On pense en effet qu'un certain nombre de Syriens peut rentrer en Turquie, qu'ils disposent de la protection temporaire et peuvent retrouver ce statut. On ne dit pas non plus que tous les Syriens peuvent rentrer en Turquie, il y a eu des problèmes, des morts. Des Syriens ont eu des problèmes avec l'opposition syrienne, mais nous ne sommes pas tout à fait opposés au retour des Syriens en Turquie. Plusieurs Syriens sont repartis de manière volontaire de l'UE et ont voulu repartir en Syrie. Ils ont évoqué une absence de perspective en Europe et se sont dit que ce n'était pas le meilleur choix. Pour les non-Syriens qui déposent des demandes d'asile en Grèce, nous sommes plus prudents. Sur le papier, le système d'asile turc est bon, mais dans la pratique, non.

Que penser des critiques du président Recep Tayyip Erdogan selon qui l'UE ne remplit pas ses obligations pour le versement de la somme prévue pour aider les réfugiés syriens en Turquie ?

L'UE a promis entre 3 et 6 milliards. À ce jour, seulement 740 millions d'euros ont été alloués et commencent à être déboursés. L'UE n'a pas donné tout ce qu'elle a promis. Mais on peut aussi se dire que la Turquie ayant traditionnellement des difficultés d'absorption des fonds budgétaires, par exemple les fonds de pré-accession européens, elle n'aurait peut-être pas pu bien absorber cet argent.

Qu'en est-il du mécanisme de relocalisation, auquel le UNHCR est aussi associé ?

Sur les 66 400 personnes qui doivent être relocalisées depuis la Grèce, seules 2 485 personnes l'ont été (2 681, selon les chiffres donnés par la Commission le 27 juillet).
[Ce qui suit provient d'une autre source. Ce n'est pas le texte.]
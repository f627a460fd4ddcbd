// Copyright 2026 The ChromiumOS Authors
// Use of this source code is governed by a BSD-style license that can be
// found in the LICENSE file.

//! A software model of the decode engine's register windows.
//!
//! The model implements just enough device behaviour for the driver to run against it: IMEM DMA
//! completes immediately (unless told to hang), the input FIFO read pointer follows its start
//! pointer, and canvas writes are latched into a table. Firmware behaviour is scripted by the
//! caller through the `signal_*` helpers.

use std::collections::BTreeMap;
use std::sync::atomic::AtomicBool;
use std::sync::atomic::Ordering;
use std::sync::Arc;

use parking_lot::Mutex;

use crate::codec::CodecFamily;
use crate::config::EngineConfig;
use crate::dos::*;
use crate::engine::VdecCore;
use crate::error::Result;
use crate::mmio::RegisterOffset;
use crate::register_space::AccessLog;
use crate::register_space::Register;
use crate::register_space::RegisterSpace;

const DOS_REGISTERS: &[(&str, RegisterOffset)] = &[
    ("vdec_assist_amr1_int8", VDEC_ASSIST_AMR1_INT8),
    ("assist_mbox1_clr_reg", ASSIST_MBOX1_CLR_REG),
    ("assist_mbox1_mask", ASSIST_MBOX1_MASK),
    ("mpsr", MPSR),
    ("cpsr", CPSR),
    ("imem_dma_ctrl", IMEM_DMA_CTRL),
    ("imem_dma_adr", IMEM_DMA_ADR),
    ("imem_dma_count", IMEM_DMA_COUNT),
    ("pscale_ctrl", PSCALE_CTRL),
    ("gclk_en", GCLK_EN),
    ("mdec_pic_dc_ctrl", MDEC_PIC_DC_CTRL),
    ("mdec_pic_dc_thresh", MDEC_PIC_DC_THRESH),
    ("mpeg1_2_reg", MPEG1_2_REG),
    ("pic_head_info", PIC_HEAD_INFO),
    ("power_ctl_vld", POWER_CTL_VLD),
    ("m4_control_reg", M4_CONTROL_REG),
    ("vld_mem_vififo_start_ptr", VLD_MEM_VIFIFO_START_PTR),
    ("vld_mem_vififo_curr_ptr", VLD_MEM_VIFIFO_CURR_PTR),
    ("vld_mem_vififo_end_ptr", VLD_MEM_VIFIFO_END_PTR),
    ("vld_mem_vififo_control", VLD_MEM_VIFIFO_CONTROL),
    ("vld_mem_vififo_wp", VLD_MEM_VIFIFO_WP),
    ("vld_mem_vififo_rp", VLD_MEM_VIFIFO_RP),
    ("vld_mem_vififo_level", VLD_MEM_VIFIFO_LEVEL),
    ("vld_mem_vififo_buf_cntl", VLD_MEM_VIFIFO_BUF_CNTL),
    ("vld_mem_vififo_wrap_count", VLD_MEM_VIFIFO_WRAP_COUNT),
    ("dos_sw_reset0", DOS_SW_RESET0),
    ("dos_gclk_en0", DOS_GCLK_EN0),
    ("dos_mem_pd_vdec", DOS_MEM_PD_VDEC),
    ("dos_vdec_mcrcc_stall_ctrl", DOS_VDEC_MCRCC_STALL_CTRL),
];

const DMC_REGISTERS: &[(&str, RegisterOffset)] = &[
    ("dmc_cav_lut_datal", DMC_CAV_LUT_DATAL),
    ("dmc_cav_lut_datah", DMC_CAV_LUT_DATAH),
    ("dmc_cav_lut_addr", DMC_CAV_LUT_ADDR),
];

const CANVAS_WRITE: u32 = 1 << 9;

fn registers(named: &[(&str, RegisterOffset)]) -> Vec<Register> {
    named
        .iter()
        .map(|(name, offset)| {
            register!(
                name: *name,
                offset: *offset,
                reset_value: 0,
            )
        })
        .collect()
}

/// Emulated DOS and DMC register files. Windows handed out by `dos_window` and `dmc_window` share
/// their registers with the model, so the caller can play the firmware's part.
pub struct EmulatedEngine {
    dos: BTreeMap<RegisterOffset, Register>,
    dmc: BTreeMap<RegisterOffset, Register>,
    log: AccessLog,
    imem_hang: Arc<AtomicBool>,
    /// Canvas table: index to (DATAL, DATAH).
    canvases: Arc<Mutex<BTreeMap<u8, (u32, u32)>>>,
}

impl Default for EmulatedEngine {
    fn default() -> Self {
        Self::new()
    }
}

impl EmulatedEngine {
    pub fn new() -> Self {
        let mut dos: BTreeMap<RegisterOffset, Register> = BTreeMap::new();
        let scratch = register_array!(
            name: "av_scratch",
            cnt: AV_SCRATCH_COUNT,
            base_offset: AV_SCRATCH_0,
            stride: 4,
            reset_value: 0,
        );
        let anc = register_array!(
            name: "anc_canvas_addr",
            cnt: 24u32,
            base_offset: ANC0_CANVAS_ADDR,
            stride: 4,
            reset_value: 0,
        );
        for reg in registers(DOS_REGISTERS).into_iter().chain(scratch).chain(anc) {
            dos.insert(reg.offset(), reg);
        }
        let dmc: BTreeMap<RegisterOffset, Register> = registers(DMC_REGISTERS)
            .into_iter()
            .map(|reg| (reg.offset(), reg))
            .collect();

        let engine = EmulatedEngine {
            dos,
            dmc,
            log: AccessLog::new(),
            imem_hang: Arc::new(AtomicBool::new(false)),
            canvases: Arc::new(Mutex::new(BTreeMap::new())),
        };
        engine.wire();
        engine
    }

    fn dos_reg(&self, offset: RegisterOffset) -> Register {
        // Every offset used here is in DOS_REGISTERS or the scratch array.
        match self.dos.get(&offset) {
            Some(reg) => reg.clone(),
            None => register!(name: "unmapped", offset: offset, reset_value: 0,),
        }
    }

    fn dmc_reg(&self, offset: RegisterOffset) -> Register {
        match self.dmc.get(&offset) {
            Some(reg) => reg.clone(),
            None => register!(name: "unmapped", offset: offset, reset_value: 0,),
        }
    }

    fn wire(&self) {
        let hang = self.imem_hang.clone();
        self.dos_reg(IMEM_DMA_CTRL).set_write_cb(move |value| {
            if hang.load(Ordering::SeqCst) {
                value
            } else {
                value & !IMEM_DMA_BUSY
            }
        });

        let curr = self.dos_reg(VLD_MEM_VIFIFO_CURR_PTR);
        let rp = self.dos_reg(VLD_MEM_VIFIFO_RP);
        self.dos_reg(VLD_MEM_VIFIFO_START_PTR)
            .set_write_cb(move |value| {
                curr.set_value(value);
                rp.set_value(value);
                value
            });

        let datal = self.dmc_reg(DMC_CAV_LUT_DATAL);
        let datah = self.dmc_reg(DMC_CAV_LUT_DATAH);
        let canvases = self.canvases.clone();
        self.dmc_reg(DMC_CAV_LUT_ADDR).set_write_cb(move |value| {
            if value & CANVAS_WRITE != 0 {
                canvases
                    .lock()
                    .insert(value as u8, (datal.get_value(), datah.get_value()));
            }
            value
        });
    }

    fn window(&self, regs: &BTreeMap<RegisterOffset, Register>) -> RegisterSpace {
        let mut space = RegisterSpace::new();
        for reg in regs.values() {
            space.add_register(reg.clone());
        }
        space.set_access_log(self.log.clone());
        space
    }

    /// A DOS window backed by the model. Accesses are recorded in `log`.
    pub fn dos_window(&self) -> RegisterSpace {
        self.window(&self.dos)
    }

    /// A DMC window backed by the model. Accesses are recorded in `log`.
    pub fn dmc_window(&self) -> RegisterSpace {
        self.window(&self.dmc)
    }

    /// Accesses made through every window, in order.
    pub fn log(&self) -> &AccessLog {
        &self.log
    }

    /// Attaches a `VdecCore` to fresh windows of this model.
    pub fn core(&self, config: EngineConfig) -> Result<Arc<VdecCore>> {
        VdecCore::new(
            config,
            Box::new(self.dos_window()),
            Box::new(self.dmc_window()),
        )
    }

    /// Shared handle to the DOS register at `offset`.
    pub fn register(&self, offset: RegisterOffset) -> Option<Register> {
        self.dos.get(&offset).cloned()
    }

    /// Device-side read of a DOS register. Not logged.
    pub fn get(&self, offset: RegisterOffset) -> u32 {
        self.dos.get(&offset).map_or(0, Register::get_value)
    }

    /// Device-side write of a DOS register. Not logged and no callback runs.
    pub fn set(&self, offset: RegisterOffset, value: u32) {
        if let Some(reg) = self.dos.get(&offset) {
            reg.set_value(value);
        }
    }

    /// Makes IMEM DMA transfers never complete.
    pub fn set_imem_hang(&self, hang: bool) {
        self.imem_hang.store(hang, Ordering::SeqCst);
    }

    /// The engine parsed everything written so far.
    pub fn consume_input(&self) {
        self.set(VLD_MEM_VIFIFO_RP, self.get(VLD_MEM_VIFIFO_WP));
    }

    /// Canvas data words latched for `index`.
    pub fn canvas(&self, index: u8) -> Option<(u32, u32)> {
        self.canvases.lock().get(&index).copied()
    }

    /// Firmware side: a frame was decoded into output buffer `index`.
    pub fn signal_frame(&self, family: CodecFamily, index: u8) {
        match family {
            // Upper bits carry the picture type.
            CodecFamily::Mpeg4 => self.set(AV_SCRATCH_9, 1 << 8 | index as u32),
            CodecFamily::Mpeg12 => self.set(AV_SCRATCH_9, index as u32 + 1),
            CodecFamily::H264 => {
                self.set(AV_SCRATCH_1, index as u32);
                self.set(AV_SCRATCH_0, 1 << 8 | 2);
            }
        }
    }

    /// Firmware side: decoding failed beyond recovery.
    pub fn signal_fatal(&self, family: CodecFamily) {
        match family {
            CodecFamily::Mpeg4 => self.set(AV_SCRATCH_L, 1),
            CodecFamily::Mpeg12 => self.set(AV_SCRATCH_F, 1),
            CodecFamily::H264 => self.set(AV_SCRATCH_0, 6),
        }
    }

    /// Firmware side (H.264): the sequence header of a `mb_width` x `mb_height` macroblock
    /// stream needing `max_refs` reference frames was parsed.
    pub fn signal_source_change(&self, mb_width: u32, mb_height: u32, max_refs: u32) {
        self.set(
            AV_SCRATCH_1,
            max_refs << 24 | (mb_width * mb_height) << 8 | mb_width,
        );
        self.set(AV_SCRATCH_6, 0);
        self.set(AV_SCRATCH_0, 1);
    }

    /// Firmware side: every recycled buffer was taken back.
    pub fn accept_recycles(&self, family: CodecFamily) {
        match family {
            CodecFamily::Mpeg4 | CodecFamily::Mpeg12 => self.set(AV_SCRATCH_8, 0),
            CodecFamily::H264 => {
                self.set(AV_SCRATCH_7, 0);
                self.set(AV_SCRATCH_8, 0);
            }
        }
    }
}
Il y a toujours, malgré les améliorations, des problèmes d'enregistrement des demandes d'asile en Grèce et dans les États membres dans le contexte actuel, mais, même avant les attaques terroristes, ceux-ci ne se précipitent pas pour faire des offres de relocalisations. On est confronté à ce problème.

Pensez-vous à ce propos que la vague récente d'attentats en Europe va encore durcir la politique migratoire de l'UE ?

Nous ne sommes pas opposés à des contrôles de sécurité renforcés sur les populations réfugiées ou les demandeurs d'asile tout en soulignant que ces terroristes ne sont pas tous des réfugiés et que les réfugiés fuient aussi les violations. Les amalgames sont dangereux. Mais il est évident que des contrôles de sécurité renforcés aux frontières sont souhaitables. S'il y avait eu des contrôles de sécurité plus poussés l'an dernier, nous n'aurions pas eu ces problèmes. Il n'y a pas qu'un seul pays concerné. Un certain nombre de pays de l'UE ne font pas encore toutes les vérifications par rapport aux bases de données européennes ou d'Interpol. Tous les postes-frontières ne sont pas non plus équipés pour accéder à Eurodac (la base de données des empreintes digitales des demandeurs d'asile). Il reste de grands défis pour l'UE. On espère que la future agence de gardes-frontières permettra plus de contrôles de qualité sur les profils à risque.